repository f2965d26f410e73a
pub mod paper;
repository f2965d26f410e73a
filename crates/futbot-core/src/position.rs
//! Position aggregate: one open futures trade and its protective orders.
//!
//! The [`Position`] is the single mutable record shared by every exit path
//! (WebSocket events, poll-based monitor, ladder manager). Cross-task access
//! goes through [`SharedPosition`], whose lock is only ever held for
//! synchronous sections, never across an exchange call.

use std::fmt;
use std::str::FromStr;
use std::sync::Arc;

use parking_lot::Mutex;
use rust_decimal::Decimal;
use serde::{Deserialize, Serialize};

use crate::error::CoreError;
use crate::{Price, Size};

// ============================================================================
// Side / Status
// ============================================================================

/// Direction of a futures position.
#[derive(Debug, Clone, Copy, PartialEq, Eq, Hash, Serialize, Deserialize)]
#[serde(rename_all = "UPPERCASE")]
pub enum PositionSide {
    Long,
    Short,
}

impl PositionSide {
    /// Returns 1 for long, -1 for short (for PnL calculations).
    pub fn sign(&self) -> Decimal {
        match self {
            Self::Long => Decimal::ONE,
            Self::Short => Decimal::NEGATIVE_ONE,
        }
    }

    /// Whether `candidate` is strictly better than `current` for this side.
    ///
    /// Long: higher is better. Short: lower is better. Used for every
    /// stop-loss ratchet and take-profit extension check.
    pub fn is_more_favorable(&self, candidate: Price, current: Price) -> bool {
        match self {
            Self::Long => candidate > current,
            Self::Short => candidate < current,
        }
    }

    /// Parse from the exchange's side vocabulary.
    pub fn parse(raw: &str) -> Option<Self> {
        match raw.trim().to_ascii_uppercase().as_str() {
            "LONG" | "BUY" => Some(Self::Long),
            "SHORT" | "SELL" => Some(Self::Short),
            _ => None,
        }
    }
}

impl FromStr for PositionSide {
    type Err = CoreError;

    fn from_str(s: &str) -> Result<Self, Self::Err> {
        Self::parse(s).ok_or_else(|| CoreError::InvalidSide(s.to_string()))
    }
}

impl fmt::Display for PositionSide {
    fn fmt(&self, f: &mut fmt::Formatter<'_>) -> fmt::Result {
        match self {
            Self::Long => write!(f, "LONG"),
            Self::Short => write!(f, "SHORT"),
        }
    }
}

/// Lifecycle status. `Open -> Closed` is one-way.
#[derive(Debug, Clone, Copy, PartialEq, Eq, Default, Serialize, Deserialize)]
#[serde(rename_all = "UPPERCASE")]
pub enum PositionStatus {
    #[default]
    Open,
    Closed,
}

// ============================================================================
// StopLoss / TakeProfit
// ============================================================================

/// Protective stop-loss state.
#[derive(Debug, Clone, PartialEq, Eq, Serialize, Deserialize)]
#[serde(rename_all = "camelCase")]
pub struct StopLoss {
    /// Current stop price.
    pub price: Price,
    /// Stop price at position open.
    pub initial_price: Price,
    /// Exchange order id of the conditional stop order.
    #[serde(default)]
    pub order_id: Option<String>,
    /// Stop has been moved to (or beyond) breakeven.
    #[serde(default)]
    pub is_breakeven: bool,
    /// Stop is trailing the market.
    #[serde(default)]
    pub is_trailing: bool,
    #[serde(default)]
    pub trailing_percent: Option<Decimal>,
    #[serde(default)]
    pub trailing_activation_price: Option<Price>,
    /// Last modification (Unix ms).
    pub updated_at: u64,
}

impl StopLoss {
    /// Create the initial stop for a freshly opened position.
    #[must_use]
    pub fn new(price: Price, now_ms: u64) -> Self {
        Self {
            price,
            initial_price: price,
            order_id: None,
            is_breakeven: false,
            is_trailing: false,
            trailing_percent: None,
            trailing_activation_price: None,
            updated_at: now_ms,
        }
    }
}

/// One configured take-profit level.
#[derive(Debug, Clone, PartialEq, Eq, Serialize, Deserialize)]
#[serde(rename_all = "camelCase")]
pub struct TakeProfit {
    /// 1-based level number.
    pub level: u8,
    /// Distance from entry in percent.
    pub percent: Decimal,
    /// Fraction of the ORIGINAL quantity closed at this level, in percent.
    pub size_percent: Decimal,
    /// Target price.
    pub price: Price,
    #[serde(default)]
    pub hit: bool,
    #[serde(default)]
    pub hit_at: Option<u64>,
    /// Exchange order id; cleared once the level is hit.
    #[serde(default)]
    pub order_id: Option<String>,
}

impl TakeProfit {
    #[must_use]
    pub fn new(level: u8, percent: Decimal, size_percent: Decimal, price: Price) -> Self {
        Self {
            level,
            percent,
            size_percent,
            price,
            hit: false,
            hit_at: None,
            order_id: None,
        }
    }

    #[must_use]
    pub fn with_order_id(mut self, order_id: impl Into<String>) -> Self {
        self.order_id = Some(order_id.into());
        self
    }

    /// Mark the level hit. Returns `false` if it was already hit.
    pub fn mark_hit(&mut self, now_ms: u64) -> bool {
        if self.hit {
            return false;
        }
        self.hit = true;
        self.hit_at = Some(now_ms);
        self.order_id = None;
        true
    }
}

// ============================================================================
// Position
// ============================================================================

/// An open (or just-closed) futures position.
#[derive(Debug, Clone, PartialEq, Eq, Serialize, Deserialize)]
#[serde(rename_all = "camelCase")]
pub struct Position {
    /// Stable id derived from symbol + side.
    pub id: String,
    pub symbol: String,
    pub side: PositionSide,
    /// Fixed at open. Only a WebSocket sync may fill it, and only while zero.
    pub entry_price: Price,
    /// Live quantity, decreases on partial close.
    pub quantity: Size,
    /// Quantity at open; `TakeProfit::size_percent` is relative to this.
    pub initial_quantity: Size,
    pub leverage: Decimal,
    pub margin_used: Decimal,
    pub stop_loss: StopLoss,
    pub take_profits: Vec<TakeProfit>,
    pub status: PositionStatus,
    pub unrealized_pnl: Decimal,
    /// Unix ms.
    pub opened_at: u64,
    /// Entry order id.
    pub order_id: String,
    /// Free-text provenance of the entry.
    pub reason: String,
    /// Linked journal record. `None` for positions restored from exchange state.
    #[serde(default)]
    pub journal_id: Option<String>,
}

impl Position {
    /// Derive the position id for a symbol/side pair.
    #[must_use]
    pub fn derive_id(symbol: &str, side: PositionSide) -> String {
        format!("{symbol}_{side}")
    }

    /// Create a new open position.
    #[must_use]
    #[allow(clippy::too_many_arguments)]
    pub fn open(
        symbol: impl Into<String>,
        side: PositionSide,
        entry_price: Price,
        quantity: Size,
        leverage: Decimal,
        stop_loss: Price,
        take_profits: Vec<TakeProfit>,
        opened_at: u64,
    ) -> Self {
        let symbol = symbol.into();
        let margin_used = if leverage.is_zero() {
            quantity.notional(entry_price)
        } else {
            quantity.notional(entry_price) / leverage
        };
        Self {
            id: Self::derive_id(&symbol, side),
            symbol,
            side,
            entry_price,
            quantity,
            initial_quantity: quantity,
            leverage,
            margin_used,
            stop_loss: StopLoss::new(stop_loss, opened_at),
            take_profits,
            status: PositionStatus::Open,
            unrealized_pnl: Decimal::ZERO,
            opened_at,
            order_id: String::new(),
            reason: String::new(),
            journal_id: None,
        }
    }

    #[must_use]
    pub fn with_journal_id(mut self, journal_id: impl Into<String>) -> Self {
        self.journal_id = Some(journal_id.into());
        self
    }

    #[must_use]
    pub fn with_order_id(mut self, order_id: impl Into<String>) -> Self {
        self.order_id = order_id.into();
        self
    }

    #[must_use]
    pub fn with_reason(mut self, reason: impl Into<String>) -> Self {
        self.reason = reason.into();
        self
    }

    #[must_use]
    pub fn is_closed(&self) -> bool {
        self.status == PositionStatus::Closed
    }

    #[must_use]
    pub fn take_profit(&self, level: u8) -> Option<&TakeProfit> {
        self.take_profits.iter().find(|tp| tp.level == level)
    }

    pub fn take_profit_mut(&mut self, level: u8) -> Option<&mut TakeProfit> {
        self.take_profits.iter_mut().find(|tp| tp.level == level)
    }

    /// Levels already hit, ascending.
    #[must_use]
    pub fn hit_levels(&self) -> Vec<u8> {
        let mut levels: Vec<u8> = self
            .take_profits
            .iter()
            .filter(|tp| tp.hit)
            .map(|tp| tp.level)
            .collect();
        levels.sort_unstable();
        levels
    }

    /// Holding time at `now_ms` (saturating on clock skew).
    #[must_use]
    pub fn holding_time_ms(&self, now_ms: u64) -> u64 {
        now_ms.saturating_sub(self.opened_at)
    }
}

// ============================================================================
// SharedPosition
// ============================================================================

/// Shared handle to a tracked position.
///
/// Every exit path holds a clone of the same handle. All accessors take the
/// lock for a synchronous closure only, so check-and-set sequences such as
/// "claim the close" are atomic and no guard ever lives across an `.await`.
#[derive(Debug, Clone)]
pub struct SharedPosition(Arc<Mutex<Position>>);

impl SharedPosition {
    #[must_use]
    pub fn new(position: Position) -> Self {
        Self(Arc::new(Mutex::new(position)))
    }

    /// Clone of the current state.
    #[must_use]
    pub fn snapshot(&self) -> Position {
        self.0.lock().clone()
    }

    /// Read through the lock.
    pub fn read<R>(&self, f: impl FnOnce(&Position) -> R) -> R {
        f(&self.0.lock())
    }

    /// Mutate through the lock.
    pub fn update<R>(&self, f: impl FnOnce(&mut Position) -> R) -> R {
        f(&mut self.0.lock())
    }

    #[must_use]
    pub fn id(&self) -> String {
        self.read(|p| p.id.clone())
    }

    #[must_use]
    pub fn is_closed(&self) -> bool {
        self.read(Position::is_closed)
    }

    /// Atomically transition `Open -> Closed`.
    ///
    /// Returns `true` only for the caller that performed the transition.
    pub fn try_mark_closed(&self) -> bool {
        self.update(|p| {
            if p.is_closed() {
                false
            } else {
                p.status = PositionStatus::Closed;
                true
            }
        })
    }

    /// Undo a claimed close after the exchange rejected it.
    pub fn reopen(&self) {
        self.update(|p| p.status = PositionStatus::Open);
    }

    /// Whether two handles point at the same position.
    #[must_use]
    pub fn same_as(&self, other: &SharedPosition) -> bool {
        Arc::ptr_eq(&self.0, &other.0)
    }
}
= = =
* **INSTRUCTIONS TO FOLLOW**: Word for word, restate the lines of the listing above starting at the line with "manager). Cross-task access" and ending at the line with "a futures position.", and nothing outside them.

* **RESULT OF THE EXERCISE**:
//! (WebSocket events, poll-based monitor, ladder manager). Cross-task access
//! goes through [`SharedPosition`], whose lock is only ever held for
//! synchronous sections, never across an exchange call.

use std::fmt;
use std::str::FromStr;
use std::sync::Arc;

use parking_lot::Mutex;
use rust_decimal::Decimal;
use serde::{Deserialize, Serialize};

use crate::error::CoreError;
use crate::{Price, Size};

// ============================================================================
// Side / Status
// ============================================================================

/// Direction of a futures position.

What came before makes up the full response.